Community Leaders and volunteers gather around a giant inhaler at Stewart Field to raise awareness the dangerous health problems of air pollution. Photo by Christy Newell, Will Steger Foundation Intern
On Tuesday, Minneapolis residents protested dangerous air pollution from cars and coal-fired power plants with an 18-foot-tall human hand holding an asthma inhaler. Concerned citizens gathered at Stewart Field, warning that air pollution causes asthma attacks and makes kids sick, and demanding that the Environmental Protection Agency (EPA) reduce toxic air pollution from coal-fired power plants and from cars and encourage a 21st-century transportation system.
“Dirty air costs Minnesotan families too much,” said Jessica Tatro from the Sierra Club North Star Chapter. “Children with asthma need the EPA to adopt tough air-quality standards to protect our health and to transition us toward clean energy solutions like wind and solar.”
Burning coal for electricity and gas in our cars and trucks generates toxic air pollutants like smog and soot, which exacerbate asthma and other health problems. Children and seniors are especially vulnerable to the health risks of air pollution. The EPA estimates that smog and soot pollution cause over $100 billion in health costs nationwide each year. This startling number has not gone unnoticed by local community leaders, like State Senator Torres Ray.
On Tuesday, State Senator Torres Ray said, “I’m delighted to participate in the air quality awareness event organized by the Sierra Club in Minneapolis. Air Pollution caused by humans is an increasing danger for people and the environment. I’m very concerned about the threat to public health posed by cities’ air pollution. Many children and seniors in our City are being diagnosed with asthma disorders and need to take strong measures to address it.”
Asthma is one of America’s worst public health problems affecting over 400,000 people – including 118,111 children – in Minnesota alone. A local community member and a parent of a child with asthma, Valerie Martinez, shared the heart wrenching story of when her two month old son had trouble breathing because of environmental toxins. “Communities with less resistance are not aware of developments like freeways that add toxins to their community,” said Valerie. “Or they are not educated about the implications of these developments. Too often, it is these communities that bear the brunt of development in the city.” More than 35 million Americans live within 300 feet of a major road, which puts them at greater risk for illnesses like asthma.

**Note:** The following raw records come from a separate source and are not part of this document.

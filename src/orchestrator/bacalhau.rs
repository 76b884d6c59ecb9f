//! Bacalhau v1 REST 客户端
//!
//! - PUT    /api/v1/orchestrator/jobs                     提交，返回 JobID
//! - GET    /api/v1/orchestrator/jobs/{id}/executions     执行记录（Items[].ID / Items[].RunOutput.Stdout）
//! - DELETE /api/v1/orchestrator/jobs/{id}?reason=...     取消，返回 EvaluationID
//! - POST   {auth_path}                                   secure 模式下用共享密钥换 token

use async_trait::async_trait;
use reqwest::Client;
use serde::Deserialize;

use crate::config::OrchestratorConfig;
use crate::core::BotError;
use crate::orchestrator::{Execution, OrchestratorClient};

pub struct HttpOrchestrator {
    client: Client,
    cfg: OrchestratorConfig,
}

#[derive(Debug, Deserialize)]
struct SubmitResponse {
    #[serde(rename = "JobID", default)]
    job_id: Option<String>,
}

#[derive(Debug, Deserialize)]
struct ExecutionsResponse {
    #[serde(rename = "Items", default)]
    items: Option<Vec<ExecutionItem>>,
}

#[derive(Debug, Deserialize)]
struct ExecutionItem {
    #[serde(rename = "ID", default)]
    id: String,
    #[serde(rename = "RunOutput", default)]
    run_output: Option<RunOutput>,
}

#[derive(Debug, Deserialize)]
struct RunOutput {
    #[serde(rename = "Stdout", default)]
    stdout: Option<String>,
}

#[derive(Debug, Deserialize)]
struct CancelResponse {
    #[serde(rename = "EvaluationID", default)]
    evaluation_id: Option<String>,
}

#[derive(Debug, Deserialize)]
struct TokenResponse {
    #[serde(alias = "Token", default)]
    token: Option<String>,
}

impl HttpOrchestrator {
    pub fn new(cfg: OrchestratorConfig) -> Result<Self, BotError> {
        let client = Client::builder()
            .timeout(cfg.request_timeout)
            .build()
            .map_err(|e| BotError::Config(format!("could not build HTTP client: {e}")))?;
        Ok(Self { client, cfg })
    }

    fn jobs_url(&self) -> String {
        format!("{}/api/v1/orchestrator/jobs", self.cfg.base_url())
    }

    fn with_token(req: reqwest::RequestBuilder, token: Option<&str>) -> reqwest::RequestBuilder {
        match token {
            Some(t) => req.bearer_auth(t),
            None => req,
        }
    }
}

#[async_trait]
impl OrchestratorClient for HttpOrchestrator {
    async fn submit(&self, payload: &[u8], token: Option<&str>) -> Result<String, BotError> {
        let req = self
            .client
            .put(self.jobs_url())
            .header(reqwest::header::CONTENT_TYPE, "application/json")
            .body(payload.to_vec());
        let resp = Self::with_token(req, token).send().await?;
        if !resp.status().is_success() {
            return Err(BotError::from_response(resp).await);
        }
        let body: SubmitResponse = resp.json().await?;
        body.job_id
            .filter(|id| !id.is_empty())
            .ok_or(BotError::MissingField("JobID"))
    }

    async fn list_executions(
        &self,
        job_id: &str,
        token: Option<&str>,
    ) -> Result<Vec<Execution>, BotError> {
        let url = format!("{}/{}/executions", self.jobs_url(), job_id);
        let resp = Self::with_token(self.client.get(url), token).send().await?;
        if !resp.status().is_success() {
            return Err(BotError::from_response(resp).await);
        }
        let body: ExecutionsResponse = resp.json().await?;
        Ok(body
            .items
            .unwrap_or_default()
            .into_iter()
            .map(|item| Execution {
                id: item.id,
                stdout: item.run_output.and_then(|o| o.stdout).unwrap_or_default(),
            })
            .collect())
    }

    async fn cancel(
        &self,
        job_id: &str,
        reason: &str,
        token: Option<&str>,
    ) -> Result<String, BotError> {
        let url = format!("{}/{}", self.jobs_url(), job_id);
        let req = self.client.delete(url).query(&[("reason", reason)]);
        let resp = Self::with_token(req, token).send().await?;
        if !resp.status().is_success() {
            return Err(BotError::from_response(resp).await);
        }
        let body: CancelResponse = resp.json().await?;
        body.evaluation_id.ok_or(BotError::MissingField("EvaluationID"))
    }

    async fn auth_token(&self) -> Result<String, BotError> {
        let secret = self
            .cfg
            .api_key
            .as_deref()
            .ok_or_else(|| BotError::Auth("no api key configured".to_string()))?;
        let url = format!("{}{}", self.cfg.base_url(), self.cfg.auth_path);
        let resp = self
            .client
            .post(url)
            .json(&serde_json::json!({ "secret": secret }))
            .send()
            .await
            .map_err(|e| BotError::Auth(e.to_string()))?;
        if !resp.status().is_success() {
            let status = resp.status();
            return Err(BotError::Auth(format!("token exchange returned HTTP {status}")));
        }
        let body: TokenResponse = resp
            .json()
            .await
            .map_err(|e| BotError::Auth(e.to_string()))?;
        body.token
            .filter(|t| !t.is_empty())
            .ok_or_else(|| BotError::Auth("no token in auth response".to_string()))
    }

    fn requires_auth(&self) -> bool {
        self.cfg.secure
    }
}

State Representative Clark commented on Valerie’s statement, saying, “Clean air protection is an environmental justice issue because air pollution disproportionately affects low income neighborhoods like the Phillips neighborhood in South Minneapolis” where the press conference took place.
During Tuesday’s event, Sierra Club members and local residents demanded that the EPA take action to reduce harmful air pollution that causes asthma. This summer, the EPA is expected to set new standards for cleaning up smog and soot. If strong enough, these protections will lessen public health problems like asthma and save thousands of lives every year. Strong standards would also boost to the economy by saving billions of dollars in health costs, reducing sick days, and creating jobs for workers installing pollution controls on power plants and building better public-transit systems. Strong new EPA air pollution standards would also help encourage development of clean, renewable energy sources like wind and solar that create even more green jobs.
Residents are also calling upon the Obama administration to protect children’s health by issuing strong protections from air pollution like smog. The EPA was scheduled to release its final rule on smog on July 29 but announced last week that it would delay finalizing the rule. The new ozone standard would protect some of America’s most vulnerable populations, including children and the elderly, from respiratory illnesses like asthma. “EPA’s Science Advisory Board and health professionals have advocated a stricter standard for most of the 40 years that we’ve been monitoring ozone in the air we breathe,” said Dr. Simcik, a faculty member at the University of Minnesota School of Public Health. “We need an educated public to support these experts and politicians in protecting both our health and our economy.” Dr. Simcik and other concerned citizens of Minneapolis urged the Obama administration to stand up for public health and to issue long overdue clean air protections that protect public health.
Jessica Tatro said. “We need to clean up our air and foster a healthy economy, with clean energy sources like wind and solar and a 21st-century transportation system.”